This post comes after long and very careful thought about the possible repercussions – both positive and negative – that may come both here and on social media as a result of this post.

I have been working with dogs [and other animals] for more than 40 years. Through first-hand and sometimes painful experience, I’ve learned how to listen to a dog’s story, how to learn what they need, and how to meet those needs in a way that encourages positive change and ongoing progress. I don’t use harsh physical force, I don’t yell at, and I don’t use intimidation on any dog I work to help. I believe that rewarding the behavior I want – vocally, through touch, with a clicker, and through food treats – is the most effective way to help a dog learn to trust, as well as how to become calmer and happier. In my experience, when a dog feels secure, understood, and encouraged, they want to repeat those rewarded behaviors.

Simplistically speaking, animals – both domestic and wild – actually require only a few major things to live: food, a safe place to sleep, and for those who live in packs, strong, stable leadership. Many may argue against this and say it’s antiquated thinking that’s been scientifically disproved, but my experiences of the past 40 years consistently prove otherwise to me. In my opinion, I think we as humans sometimes make things far more complicated than they need to be, rather than going back to the basics and starting from there. Yes, it might take longer to achieve the results we’re striving to create for dog we’re trying to help, but when a dog completely recovers from a tragic past, or they learn to enjoy the world around them rather than live in terror of it, or they stop living in survival mode and learn to relax, isn’t that extra time worth investing in?

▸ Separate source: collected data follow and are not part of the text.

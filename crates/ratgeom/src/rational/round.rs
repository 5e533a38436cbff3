//! Rounding a rational to an integer.

use num_bigint::BigInt;
use num_integer::Integer;
use num_traits::One;

use super::types::{Rational, ONE_HALF};

/// How a rational is brought to an integer (and, through that, to a float mantissa).
#[derive(Clone, Copy, Debug, Default, PartialEq, Eq, Hash)]
pub enum RoundingMode {
    /// Toward negative infinity.
    Floor,
    /// To nearest; exact halves go to the even neighbour.
    #[default]
    Round,
    /// Toward positive infinity.
    Ceiling,
    TruncateTowardZero,
}

impl Rational {
    pub fn floor(&self) -> BigInt {
        self.numer().div_floor(self.denom())
    }

    pub fn ceil(&self) -> BigInt {
        -(-self.numer()).div_floor(self.denom())
    }

    pub fn trunc(&self) -> BigInt {
        self.numer() / self.denom()
    }

    /// Round half to even.
    ///
    /// `self + 1/2` is an integer exactly when `self` sits on a half-way point
    /// (denominator 2). Only then is there a tie, and an odd shifted value
    /// means the even neighbour is the one below.
    pub fn round(&self) -> BigInt {
        let shifted = self + &*ONE_HALF;
        if shifted.is_integer() {
            let n = shifted.numer();
            if n.is_odd() {
                n - BigInt::one()
            } else {
                n.clone()
            }
        } else {
            shifted.floor()
        }
    }

    pub fn round_with(&self, mode: RoundingMode) -> BigInt {
        match mode {
            RoundingMode::Floor => self.floor(),
            RoundingMode::Round => self.round(),
            RoundingMode::Ceiling => self.ceil(),
            RoundingMode::TruncateTowardZero => self.trunc(),
        }
    }
}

I don’t have the piece of paper the dog training industry says proves I know what I’m doing. I don’t have letters next to my name, or titles that prove my worth. While I applaud and respect those trainers who go to seminars, read books, watch DVDs about dog training, and follow the guidance of peers they respect and want to emulate, I prefer to learn about the dog from the dog itself. To have the dog tell me their story through their behavior and body language; to have him or her show me what they need, and how they need me to meet those needs. What they can and can’t tolerate and accept, what they can and can’t handle, where their thresholds are, what triggers them, and so much more.

This is who I am, and this is how I work. It’s been this way for 40 years, and I don’t intend to change it. I’ve been blessed with a fantastic success rate, and 99% of my clients are more than satisfied with the results I’ve achieved with their dogs. They trust me, and they know I’m there for them whenever they need me, for the rest of their dog’s life. In my opinion, I think that speaks far louder than a piece of paper that adds a few letters beside my name.

Have a great day and a great rest of the week, and remember to stay calm and lead on.